Dans un tout autre registre, Denis Côté s’intéresse au quotidien de quelques culturistes, c’est-à-dire à la vie ordinaire de gens qui ne le sont pas, en espérant changer notre perception à leur égard forcément empreinte de préjugés. Ta peau si lisse relève le défi mais ne gagne qu’à demi son pari, la médaille sera pour une autre fois. Cela tient au fait que, dans ce film de « monstration », l’approche reste limitée. Le cinéaste se contente de montrer quelques aspects de ce quotidien, de la vie de couple ou en famille, du boulot pour gagner sa croûte entre deux séances de gonflettes, mais il n’aborde aucunement leurs motivations pour ce choix de vie. La caméra s’attarde à l’un d’eux, qui semble plus mature, recyclé en kinésithérapie et en coaching. Mais tout cela reste superficiel. On ne connaît pas davantage le but de la ballade à la campagne qui clôt le film. Ces personnages ne se parlent pas, ils ne semblent pas former un tout homogène. D’ailleurs, le « Louis Cyr » du groupe, qui vit de sa force innée en déplaçant à mains nues des camions et qui s’entraîne en bousculant d’énormes pneus de mastodontes entre deux matchs de lutte, fait bande à part en allant cueillir des framboises plutôt que de faire le beau sur un podium improvisé dans un champ au milieu de nulle part ! On présume qu’il laisse les amateurs de gonflettes à leur rêve de podium. En fait, on est tenté de croire le réalisateur qui affirme avoir trituré sa matière au départ fictionnelle pour lui donner une allure documentaire.
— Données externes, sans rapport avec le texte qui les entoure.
//! The render context threaded through every node.
//!
//! A [`SqlBuilder`] is created fresh for each `sql()` / `debug_sql()` call,
//! walked once over the statement tree and then consumed with
//! [`SqlBuilder::finish`].

use crate::dialect::Dialect;
use crate::error::Result;
use crate::value::SqlValue;

/// Width of one indentation step for nested statements.
pub const INDENT: usize = 4;

/// A node that can write itself into a [`SqlBuilder`].
pub trait WriteSql {
    /// Appends this node's SQL and binds its arguments.
    ///
    /// # Errors
    ///
    /// Returns a [`BuildError`](crate::BuildError) when the node cannot be
    /// rendered for the builder's dialect.
    fn write_sql(&self, b: &mut SqlBuilder<'_>) -> Result<()>;
}

/// How column references are spelled.
#[derive(Debug, Clone, Copy, PartialEq, Eq)]
pub enum ColumnNames {
    /// `table.column`
    Full,
    /// `column`
    Short,
    /// The quoted projection alias, `"table.column"`.
    Alias,
}

/// Mutable rendering state: output text, collected arguments and layout.
pub struct SqlBuilder<'d> {
    dialect: &'d dyn Dialect,
    sql: String,
    args: Vec<SqlValue>,
    indent: usize,
    debug: bool,
    names: ColumnNames,
}

impl<'d> SqlBuilder<'d> {
    /// Creates a context that emits placeholders and collects arguments.
    #[must_use]
    pub fn new(dialect: &'d dyn Dialect) -> Self {
        Self {
            dialect,
            sql: String::with_capacity(256),
            args: Vec::new(),
            indent: 0,
            debug: false,
            names: ColumnNames::Full,
        }
    }

    /// Creates a context that inlines values as SQL literals.
    #[must_use]
    pub fn debug(dialect: &'d dyn Dialect) -> Self {
        Self {
            debug: true,
            ..Self::new(dialect)
        }
    }

    /// Returns the dialect this context renders for.
    #[must_use]
    pub fn dialect(&self) -> &'d dyn Dialect {
        self.dialect
    }

    /// Returns `true` when values are inlined instead of bound.
    #[must_use]
    pub const fn is_debug(&self) -> bool {
        self.debug
    }

    /// Returns `true` when column references render without their table.
    #[must_use]
    pub const fn short_names(&self) -> bool {
        matches!(self.names, ColumnNames::Short)
    }

    #[must_use]
    pub const fn column_names(&self) -> ColumnNames {
        self.names
    }

    /// Number of arguments bound so far.
    #[must_use]
    pub fn arg_count(&self) -> usize {
        self.args.len()
    }

    /// Text rendered so far.
    #[must_use]
    pub fn as_str(&self) -> &str {
        &self.sql
    }

    /// Appends text literally.
    pub fn write_str(&mut self, s: &str) {
        self.sql.push_str(s);
    }

    /// Appends a single character.
    pub fn write_char(&mut self, c: char) {
        self.sql.push(c);
    }

    /// Appends an identifier, quoting it when the dialect requires.
    pub fn write_identifier(&mut self, name: &str) {
        let quoted = self.dialect.quote_identifier(name);
        self.sql.push_str(&quoted);
    }

    /// Appends an alias, always quoted with the dialect's alias quote.
    pub fn write_alias(&mut self, alias: &str) {
        let quote = self.dialect.alias_quote();
        self.sql.push(quote);
        for c in alias.chars() {
            if c == quote {
                self.sql.push(quote);
            }
            self.sql.push(c);
        }
        self.sql.push(quote);
    }

    /// Binds a value.
    ///
    /// Emits the dialect placeholder for the next ordinal and records the
    /// value, or inlines the value in debug mode.
    pub fn bind_argument(&mut self, value: SqlValue) {
        if self.debug {
            let inline = self.dialect.inline_value(&value);
            self.sql.push_str(&inline);
        } else {
            self.args.push(value);
            let placeholder = self.dialect.argument_placeholder(self.args.len());
            self.sql.push_str(&placeholder);
        }
    }

    /// Starts a new line at the current indentation.
    pub fn new_line(&mut self) {
        self.sql.push('\n');
        for _ in 0..self.indent {
            self.sql.push(' ');
        }
    }

    /// Increases indentation by `n` columns.
    pub fn increase_indent(&mut self, n: usize) {
        self.indent += n;
    }

    /// Decreases indentation by `n` columns.
    pub fn decrease_indent(&mut self, n: usize) {
        self.indent = self.indent.saturating_sub(n);
    }

    /// Runs `f` with column references rendered without their table.
    ///
    /// # Errors
    ///
    /// Returns whatever `f` returns.
    pub fn with_short_names<F>(&mut self, f: F) -> Result<()>
    where
        F: FnOnce(&mut Self) -> Result<()>,
    {
        self.with_column_names(ColumnNames::Short, f)
    }

    /// Runs `f` with column references rendered in full.
    ///
    /// # Errors
    ///
    /// Returns whatever `f` returns.
    pub fn with_full_names<F>(&mut self, f: F) -> Result<()>
    where
        F: FnOnce(&mut Self) -> Result<()>,
    {
        self.with_column_names(ColumnNames::Full, f)
    }

    /// Runs `f` with column references rendered as their projection alias.
    /// Output columns of a set operation can only be named this way.
    ///
    /// # Errors
    ///
    /// Returns whatever `f` returns.
    pub fn with_alias_names<F>(&mut self, f: F) -> Result<()>
    where
        F: FnOnce(&mut Self) -> Result<()>,
    {
        self.with_column_names(ColumnNames::Alias, f)
    }

    fn with_column_names<F>(&mut self, names: ColumnNames, f: F) -> Result<()>
    where
        F: FnOnce(&mut Self) -> Result<()>,
    {
        let previous = self.names;
        self.names = names;
        let result = f(self);
        self.names = previous;
        result
    }

    /// Renders `f` as an indented block wrapped in parentheses.
    ///
    /// # Errors
    ///
    /// Returns whatever `f` returns.
    pub fn write_block<F>(&mut self, f: F) -> Result<()>
    where
        F: FnOnce(&mut Self) -> Result<()>,
    {
        self.write_char('(');
        self.increase_indent(INDENT);
        self.new_line();
        let result = self.with_full_names(f);
        self.decrease_indent(INDENT);
        result?;
        self.new_line();
        self.write_char(')');
        Ok(())
    }

    /// Writes `items` separated by `separator`, rendering each with `f`.
    ///
    /// # Errors
    ///
    /// Stops at and returns the first error from `f`.
    pub fn write_list<T, F>(&mut self, items: &[T], separator: &str, mut f: F) -> Result<()>
    where
        F: FnMut(&mut Self, &T) -> Result<()>,
    {
        for (i, item) in items.iter().enumerate() {
            if i > 0 {
                self.sql.push_str(separator);
            }
            f(self, item)?;
        }
        Ok(())
    }

    /// Consumes the context, returning the SQL text and bound arguments.
    #[must_use]
    pub fn finish(self) -> (String, Vec<SqlValue>) {
        (self.sql, self.args)
    }
}

#[cfg(test)]
mod tests {
    use super::*;
    use crate::dialect::{MySqlDialect, PostgresDialect};

    #[test]
    fn test_bind_argument_numbers_placeholders() {
        let dialect = PostgresDialect::new();
        let mut b = SqlBuilder::new(&dialect);
        b.bind_argument(SqlValue::Int(1));
        b.write_str(", ");
        b.bind_argument(SqlValue::Text(String::from("a")));
        let (sql, args) = b.finish();
        assert_eq!(sql, "$1, $2");
        assert_eq!(args, vec![SqlValue::Int(1), SqlValue::Text(String::from("a"))]);
    }

    #[test]
    fn test_debug_inlines_values() {
        let dialect = MySqlDialect::new();
        let mut b = SqlBuilder::debug(&dialect);
        b.bind_argument(SqlValue::Text(String::from("it's")));
        let (sql, args) = b.finish();
        assert_eq!(sql, "'it''s'");
        assert!(args.is_empty());
    }

    #[test]
    fn test_alias_quote_escaping() {
        let dialect = PostgresDialect::new();
        let mut b = SqlBuilder::new(&dialect);
        b.write_alias("a\"b");
        assert_eq!(b.as_str(), "\"a\"\"b\"");
    }

    #[test]
    fn test_block_indentation() {
        let dialect = PostgresDialect::new();
        let mut b = SqlBuilder::new(&dialect);
        b.write_block(|b| {
            b.write_str("SELECT 1");
            b.new_line();
            b.write_str("FROM t");
            Ok(())
        })
        .unwrap();
        assert_eq!(b.as_str(), "(\n    SELECT 1\n    FROM t\n)");
    }

    #[test]
    fn test_short_names_scope_restores() {
        let dialect = PostgresDialect::new();
        let mut b = SqlBuilder::new(&dialect);
        b.with_short_names(|b| {
            assert!(b.short_names());
            Ok(())
        })
        .unwrap();
        assert!(!b.short_names());
    }
}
Le Vénérable W. de Barbet Schroeder repasse le samedi 14 octobre à 21h15 au Cineplex Odéon Quartier Latin.
Loveless d’Andrey Zvyagintsev repasse le lundi 9 octobre à 16h15 au Cinéplex Odéon Quartier Latin.
A Man of Integrity de Mohammad Rasoulof repasse le vendredi 13 octobre à 14h15 au Cinéplex Odéon Quartier Latin.
Quant à Ta peau si lisse de Denis Côté, il faudra attendre sa sortie en salle pour le voir.